Lee salió de la casa al encuentro de Adam, y sostuvo la brida del caballo mientras aquél saltaba de la calesa.
—¿Cómo están los niños? —preguntó Adam.
—Muy bien. Les he hecho unos arcos y flechas, y se han ido a cazar conejos a la orilla del río. Todavía no tengo la comida a punto.
—¿Ha ido todo bien por aquí?
Lee lo miró con agudeza, estuvo a punto de preguntarle algo, pero cambió de idea.
—¿Qué tal el entierro? —preguntó.
—Fue muchísima gente —respondió Adam—. Tenía muchos amigos. No puedo hacerme a la idea de que haya muerto.
—Nosotros enterramos a nuestros muertos al son de los timbales, esparcimos papeles para confundir a los demonios, y sobre la tumba, en lugar de flores, ponemos cerdos asados. Somos un pueblo práctico, y siempre algo hambriento. Pero nuestros diablos no son muy listos, y siempre conseguimos engañarlos, lo cual significa cierto progreso.
—Me parece que a Samuel le hubiera gustado un entierro así —dijo Adam—. Lo hubiera encontrado interesante.
Advirtió que Lee lo miraba con fijeza.
—Llévate el caballo, Lee, y después vuelve y prepárame un poco de té. Quiero hablar contigo.

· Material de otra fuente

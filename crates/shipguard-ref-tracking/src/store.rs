//! In-memory shipment store over the reference fleet.

use shipguard_contracts::shipment::Shipment;
use shipguard_core::traits::ShipmentStore;

use crate::mock_data::sample_shipments;

/// A [`ShipmentStore`] backed by the hardcoded reference fleet.
pub struct MockShipmentStore {
    shipments: Vec<Shipment>,
}

impl MockShipmentStore {
    /// A store over an arbitrary fleet (used by tests).
    pub fn with_fleet(shipments: Vec<Shipment>) -> Self {
        Self { shipments }
    }

    /// Every shipment in the fleet.
    pub fn all(&self) -> Vec<Shipment> {
        self.shipments.clone()
    }

    /// Shipments whose tracking number contains `query`, case-insensitively.
    /// An empty query returns the whole fleet.
    pub fn search(&self, query: &str) -> Vec<Shipment> {
        let needle = query.trim().to_uppercase();
        if needle.is_empty() {
            return self.all();
        }
        self.shipments
            .iter()
            .filter(|s| s.tracking_number.to_uppercase().contains(&needle))
            .cloned()
            .collect()
    }
}

impl Default for MockShipmentStore {
    fn default() -> Self {
        Self::with_fleet(sample_shipments())
    }
}

impl ShipmentStore for MockShipmentStore {
    fn resolve(&self, tracking_number: &str) -> Option<Shipment> {
        let needle = tracking_number.trim();
        self.shipments
            .iter()
            .find(|s| s.tracking_number.eq_ignore_ascii_case(needle))
            .cloned()
    }

    fn by_courier(&self, courier_code: &str) -> Vec<Shipment> {
        self.shipments
            .iter()
            .filter(|s| s.courier_code.eq_ignore_ascii_case(courier_code))
            .cloned()
            .collect()
    }

    fn sample_tracking_numbers(&self) -> Vec<String> {
        self.shipments
            .iter()
            .map(|s| s.tracking_number.clone())
            .collect()
    }
}

// ── Tests ────────────────────────────────────────────────────────────────────

#[cfg(test)]
mod tests {
    use super::*;

    #[test]
    fn resolve_is_exact_trimmed_and_case_insensitive() {
        let store = MockShipmentStore::default();
        assert!(store.resolve("FX9876543210").is_some());
        assert!(store.resolve("  fx9876543210  ").is_some());
        // Partial identifiers do not resolve.
        assert!(store.resolve("FX98765").is_none());
        assert!(store.resolve("DOES-NOT-EXIST").is_none());
    }

    #[test]
    fn search_matches_partial_tracking_numbers() {
        let store = MockShipmentStore::default();
        let hits = store.search("fx98");
        assert_eq!(hits.len(), 1);
        assert_eq!(hits[0].tracking_number, "FX9876543210");

        assert_eq!(store.search("").len(), store.all().len());
        assert!(store.search("zzz").is_empty());
    }

    #[test]
    fn by_courier_ignores_case() {
        let store = MockShipmentStore::default();
        assert_eq!(store.by_courier("UPS").len(), 1);
        assert_eq!(store.by_courier("ups").len(), 1);
        assert!(store.by_courier("dpd").is_empty());
    }

    #[test]
    fn sample_tracking_numbers_cover_the_fleet() {
        let store = MockShipmentStore::default();
        let samples = store.sample_tracking_numbers();
        assert_eq!(samples.len(), 5);
        assert!(samples.contains(&"TNT123456789".to_string()));
    }
}
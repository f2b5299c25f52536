//! # shipguard-agent
//!
//! The heuristic half of the SHIPGUARD decision pipeline: a pure anomaly
//! detector over a shipment's event timeline, and the audit agent that turns
//! detected anomalies plus SLA configuration into a scored verdict with
//! suggested actions.
//!
//! Everything here is deterministic. The reference instant is always an
//! input — the detector never reads the clock, so audits are reproducible.
//! What the agent *suggests* carries no authority: each suggestion is
//! independently re-derived by the policy gate before anything executes.

pub mod agent;
pub mod detector;

pub use agent::AuditAgent;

Adam penetró en la casa y se quitó su traje negro. Sentía el olor dulce y mareante del ron por todo su cuerpo. Se desnudó por completo y se frotó el cuerpo con jabón hasta que el olor hubo desaparecido del todo. Se puso una camisa azul limpia y unos pantalones tan desgastados que el azul era ya muy pálido y casi blanco en las rodillas. Se afeitó lentamente y se peinó, mientras a sus oídos llegaba el trajinar de Lee en la cocina. Luego, se dirigió al salón. Lee ya había puesto una taza y un azucarero sobre la mesa, junto al butacón. Adam paseó su mirada por las cortinillas floreadas, tan lavadas que los dibujos de flores estaban desteñidos. Observó también las esteras deshilachadas que cubrían el suelo y la parda franja marcada por tantos pies en el linóleo del vestíbulo. Y todo le pareció nuevo.
Cuando entró Lee con la tetera, Adam le indicó:
—Tráete una taza para ti, Lee. Y si te queda algo de esa bebida tuya, me gustaría tomar un poco. Anoche me emborraché.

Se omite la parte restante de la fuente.